//! Protocol constants for EMI.
//!
//! Wire-level values are fixed by the protocol and MUST NOT be changed.
//! Timing values are the defaults used by [`SocketConfig`](crate::transport::SocketConfig).

use std::time::Duration;

// =============================================================================
// CHANNEL QUALIFIER
// =============================================================================

/// Number of bits the channel type is shifted by inside a qualifier byte.
pub const CHANNEL_TYPE_SHIFT: u8 = 6;

/// Mask of the channel number bits (bits 0-4).
pub const CHANNEL_NUMBER_MASK: u8 = 0x1F;

/// Reserved qualifier bit. A qualifier with this bit set is invalid.
pub const CHANNEL_RESERVED_BIT: u8 = 0x20;

/// Largest channel type value (two bits).
pub const MAX_CHANNEL_TYPE: u8 = 3;

/// Largest channel number (five bits).
pub const MAX_CHANNEL_NUMBER: u8 = 31;

// =============================================================================
// PACKET FLAGS
// =============================================================================

/// Packet carries no messages and only proves liveness.
pub const PACKET_FLAG_HEARTBEAT: u8 = 0x01;

/// Datagram is a rendezvous message for (or from) a mediator.
pub const PACKET_FLAG_RENDEZVOUS: u8 = 0x80;

// =============================================================================
// MESSAGE FLAGS
// =============================================================================

/// Handshake authenticated with a shared secret (peer-to-peer).
pub const MESSAGE_FLAG_PRX: u8 = 0x10;

/// Reset: close request, or half of an accept/close-ack.
pub const MESSAGE_FLAG_RST: u8 = 0x08;

/// Synchronize: connection initiation.
pub const MESSAGE_FLAG_SYN: u8 = 0x04;

/// Message carries a cumulative acknowledgement.
pub const MESSAGE_FLAG_ACK: u8 = 0x02;

/// Selective acknowledgement. Not supported; messages carrying it are rejected.
pub const MESSAGE_FLAG_SACK: u8 = 0x01;

// =============================================================================
// SIZES
// =============================================================================

/// Default maximum datagram size.
pub const DEFAULT_MTU: usize = 1200;

/// Smallest MTU a socket can be configured with (IPv4 minimum reassembly size).
pub const MIN_MTU: usize = 576;

/// Default sender buffer capacity in payload bytes.
pub const DEFAULT_SENDER_BUFFER_SIZE: usize = 8192;

/// Default receiver (reorder) buffer capacity in payload bytes.
pub const DEFAULT_RECEIVER_BUFFER_SIZE: usize = 2048;

/// Server-side secret size for cookie MACs.
pub const SERVER_SECRET_SIZE: usize = 32;

/// Shared secret size handed to P2P peers.
pub const SHARED_SECRET_SIZE: usize = 32;

/// Random session nonce carried in each cookie.
pub const COOKIE_NONCE_SIZE: usize = 8;

/// BLAKE2s-256 MAC output size.
pub const MAC_SIZE: usize = 32;

// =============================================================================
// TIMING
// =============================================================================

/// Heartbeat interval (0.3 Hz).
pub const HEARTBEAT_INTERVAL: Duration = Duration::from_micros(3_333_333);

/// Heartbeat intervals without traffic before a connection is considered lost.
pub const HEARTBEATS_BEFORE_LOST: f64 = 2.5;

/// Time without traffic after which a connection is closed.
pub const CONNECTION_TIMEOUT: Duration = Duration::from_secs(30);

/// Batching interval for outgoing messages and acknowledgements (10 Hz).
pub const TICK_INTERVAL: Duration = Duration::from_millis(100);

/// Initial retransmission timeout.
pub const INITIAL_RTO: Duration = Duration::from_millis(1000);

/// Minimum retransmission timeout.
pub const MIN_RTO: Duration = Duration::from_millis(250);

/// Maximum retransmission timeout.
pub const MAX_RTO: Duration = Duration::from_secs(20);

/// Granularity of the cookie validity window.
pub const COOKIE_RESOLUTION: Duration = Duration::from_secs(300);

/// Upper bound on rendezvous retry interval.
pub const MAX_RENDEZVOUS_INTERVAL: Duration = Duration::from_secs(4);

// =============================================================================
// CONGESTION CONTROL
// =============================================================================

/// Smallest congestion window in bytes.
pub const MIN_CONGESTION_WINDOW: usize = 4 * DEFAULT_MTU;

/// Largest congestion window in bytes. Reaching it ends slow start.
pub const MAX_CONGESTION_WINDOW: usize = 256 * 1024;

/// Floor for the sending rate after decreases, in bytes per second.
pub const MIN_SENDING_RATE: f64 = DEFAULT_MTU as f64;

/// Divisor applied to the sending rate on each decrease in a loss period.
pub const SENDING_RATE_DECREASE: f64 = 1.125;

/// Decreases allowed per loss period after the first one (1.125^6 is about 2).
pub const MAX_RATE_DECREASES: u32 = 5;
————
Each line above is to be restated exactly.

» Exercise output
//! Protocol constants for EMI.
//!
//! Wire-level values are fixed by the protocol and MUST NOT be changed.
//! Timing values are the defaults used by [`SocketConfig`](crate::transport::SocketConfig).

use std::time::Duration;

// =============================================================================
// CHANNEL QUALIFIER
// =============================================================================

/// Number of bits the channel type is shifted by inside a qualifier byte.
pub const CHANNEL_TYPE_SHIFT: u8 = 6;

/// Mask of the channel number bits (bits 0-4).
pub const CHANNEL_NUMBER_MASK: u8 = 0x1F;

/// Reserved qualifier bit. A qualifier with this bit set is invalid.
pub const CHANNEL_RESERVED_BIT: u8 = 0x20;

/// Largest channel type value (two bits).
pub const MAX_CHANNEL_TYPE: u8 = 3;

/// Largest channel number (five bits).
pub const MAX_CHANNEL_NUMBER: u8 = 31;

// =============================================================================
// PACKET FLAGS
// =============================================================================

/// Packet carries no messages and only proves liveness.
pub const PACKET_FLAG_HEARTBEAT: u8 = 0x01;

/// Datagram is a rendezvous message for (or from) a mediator.
pub const PACKET_FLAG_RENDEZVOUS: u8 = 0x80;

// =============================================================================
// MESSAGE FLAGS
// =============================================================================

/// Handshake authenticated with a shared secret (peer-to-peer).
pub const MESSAGE_FLAG_PRX: u8 = 0x10;

/// Reset: close request, or half of an accept/close-ack.
pub const MESSAGE_FLAG_RST: u8 = 0x08;

/// Synchronize: connection initiation.
pub const MESSAGE_FLAG_SYN: u8 = 0x04;

/// Message carries a cumulative acknowledgement.
pub const MESSAGE_FLAG_ACK: u8 = 0x02;

/// Selective acknowledgement. Not supported; messages carrying it are rejected.
pub const MESSAGE_FLAG_SACK: u8 = 0x01;

// =============================================================================
// SIZES
// =============================================================================

/// Default maximum datagram size.
pub const DEFAULT_MTU: usize = 1200;

/// Smallest MTU a socket can be configured with (IPv4 minimum reassembly size).
pub const MIN_MTU: usize = 576;

/// Default sender buffer capacity in payload bytes.
pub const DEFAULT_SENDER_BUFFER_SIZE: usize = 8192;

/// Default receiver (reorder) buffer capacity in payload bytes.
pub const DEFAULT_RECEIVER_BUFFER_SIZE: usize = 2048;

/// Server-side secret size for cookie MACs.
pub const SERVER_SECRET_SIZE: usize = 32;

/// Shared secret size handed to P2P peers.
pub const SHARED_SECRET_SIZE: usize = 32;

/// Random session nonce carried in each cookie.
pub const COOKIE_NONCE_SIZE: usize = 8;

/// BLAKE2s-256 MAC output size.
pub const MAC_SIZE: usize = 32;

// =============================================================================
// TIMING
// =============================================================================

/// Heartbeat interval (0.3 Hz).
pub const HEARTBEAT_INTERVAL: Duration = Duration::from_micros(3_333_333);

/// Heartbeat intervals without traffic before a connection is considered lost.
pub const HEARTBEATS_BEFORE_LOST: f64 = 2.5;

/// Time without traffic after which a connection is closed.
pub const CONNECTION_TIMEOUT: Duration = Duration::from_secs(30);

/// Batching interval for outgoing messages and acknowledgements (10 Hz).
pub const TICK_INTERVAL: Duration = Duration::from_millis(100);

/// Initial retransmission timeout.
pub const INITIAL_RTO: Duration = Duration::from_millis(1000);

/// Minimum retransmission timeout.
pub const MIN_RTO: Duration = Duration::from_millis(250);

/// Maximum retransmission timeout.
pub const MAX_RTO: Duration = Duration::from_secs(20);

/// Granularity of the cookie validity window.
pub const COOKIE_RESOLUTION: Duration = Duration::from_secs(300);

/// Upper bound on rendezvous retry interval.
pub const MAX_RENDEZVOUS_INTERVAL: Duration = Duration::from_secs(4);

// =============================================================================
// CONGESTION CONTROL
// =============================================================================

/// Smallest congestion window in bytes.
pub const MIN_CONGESTION_WINDOW: usize = 4 * DEFAULT_MTU;

/// Largest congestion window in bytes. Reaching it ends slow start.
pub const MAX_CONGESTION_WINDOW: usize = 256 * 1024;

/// Floor for the sending rate after decreases, in bytes per second.
pub const MIN_SENDING_RATE: f64 = DEFAULT_MTU as f64;

/// Divisor applied to the sending rate on each decrease in a loss period.
pub const SENDING_RATE_DECREASE: f64 = 1.125;

/// Decreases allowed per loss period after the first one (1.125^6 is about 2).
pub const MAX_RATE_DECREASES: u32 = 5;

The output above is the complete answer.